**PROBLEM TO WORK ON:**
The full set of entries below needs to be written out exactly.

Segment Start: DATA TO PROCESS

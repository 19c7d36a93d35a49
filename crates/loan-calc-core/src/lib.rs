pub mod affordability;
pub mod annuity;
pub mod early_repayment;
pub mod error;
pub mod rates;
pub mod request;
pub mod schedule;
pub mod types;

pub use error::LoanCalcError;
pub use types::*;

/// Standard result type for all loan-calc operations
pub type LoanCalcResult<T> = Result<T, LoanCalcError>;
use actix_web::{http::StatusCode, HttpResponse, ResponseError};
use serde_json::json;
use std::io::Error as IoError;
use std::num::ParseIntError;
use thiserror::Error;
use tracing::subscriber::SetGlobalDefaultError;

use loan_calc_core::LoanCalcError;

#[derive(Debug, Error)]
pub enum Error {
    #[error("{0}")]
    Io(#[from] IoError),

    #[error("Configuration error: {0}")]
    Configuration(#[from] ParseIntError),

    #[error("Tracing error: {0}")]
    SetGlobalDefault(#[from] SetGlobalDefaultError),

    #[error("{0}")]
    Engine(#[from] LoanCalcError),
}

impl ResponseError for Error {
    fn status_code(&self) -> StatusCode {
        match self {
            Error::Engine(engine) if engine.is_validation() => StatusCode::BAD_REQUEST,
            Error::Engine(_) => StatusCode::UNPROCESSABLE_ENTITY,
            _ => StatusCode::INTERNAL_SERVER_ERROR,
        }
    }

    /// Every failure renders as `{ "error": "<message>" }` and nothing else.
    fn error_response(&self) -> HttpResponse {
        HttpResponse::build(self.status_code()).json(json!({ "error": self.to_string() }))
    }
}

Segment End: DATA TO PROCESS

**EXERCISE RESULT:**
repository 19c7d36a93d35a49
filename crates/loan-calc-core/src/lib.rs
pub mod affordability;
pub mod annuity;
pub mod early_repayment;
pub mod error;
pub mod rates;
pub mod request;
pub mod schedule;
pub mod types;

pub use error::LoanCalcError;
pub use types::*;

/// Standard result type for all loan-calc operations
pub type LoanCalcResult<T> = Result<T, LoanCalcError>;
use actix_web::{http::StatusCode, HttpResponse, ResponseError};
use serde_json::json;
use std::io::Error as IoError;
use std::num::ParseIntError;
use thiserror::Error;
use tracing::subscriber::SetGlobalDefaultError;

use loan_calc_core::LoanCalcError;

#[derive(Debug, Error)]
pub enum Error {
    #[error("{0}")]
    Io(#[from] IoError),

    #[error("Configuration error: {0}")]
    Configuration(#[from] ParseIntError),

    #[error("Tracing error: {0}")]
    SetGlobalDefault(#[from] SetGlobalDefaultError),

    #[error("{0}")]
    Engine(#[from] LoanCalcError),
}

impl ResponseError for Error {
    fn status_code(&self) -> StatusCode {
        match self {
            Error::Engine(engine) if engine.is_validation() => StatusCode::BAD_REQUEST,
            Error::Engine(_) => StatusCode::UNPROCESSABLE_ENTITY,
            _ => StatusCode::INTERNAL_SERVER_ERROR,
        }
    }

    /// Every failure renders as `{ "error": "<message>" }` and nothing else.
    fn error_response(&self) -> HttpResponse {
        HttpResponse::build(self.status_code()).json(json!({ "error": self.to_string() }))
    }
}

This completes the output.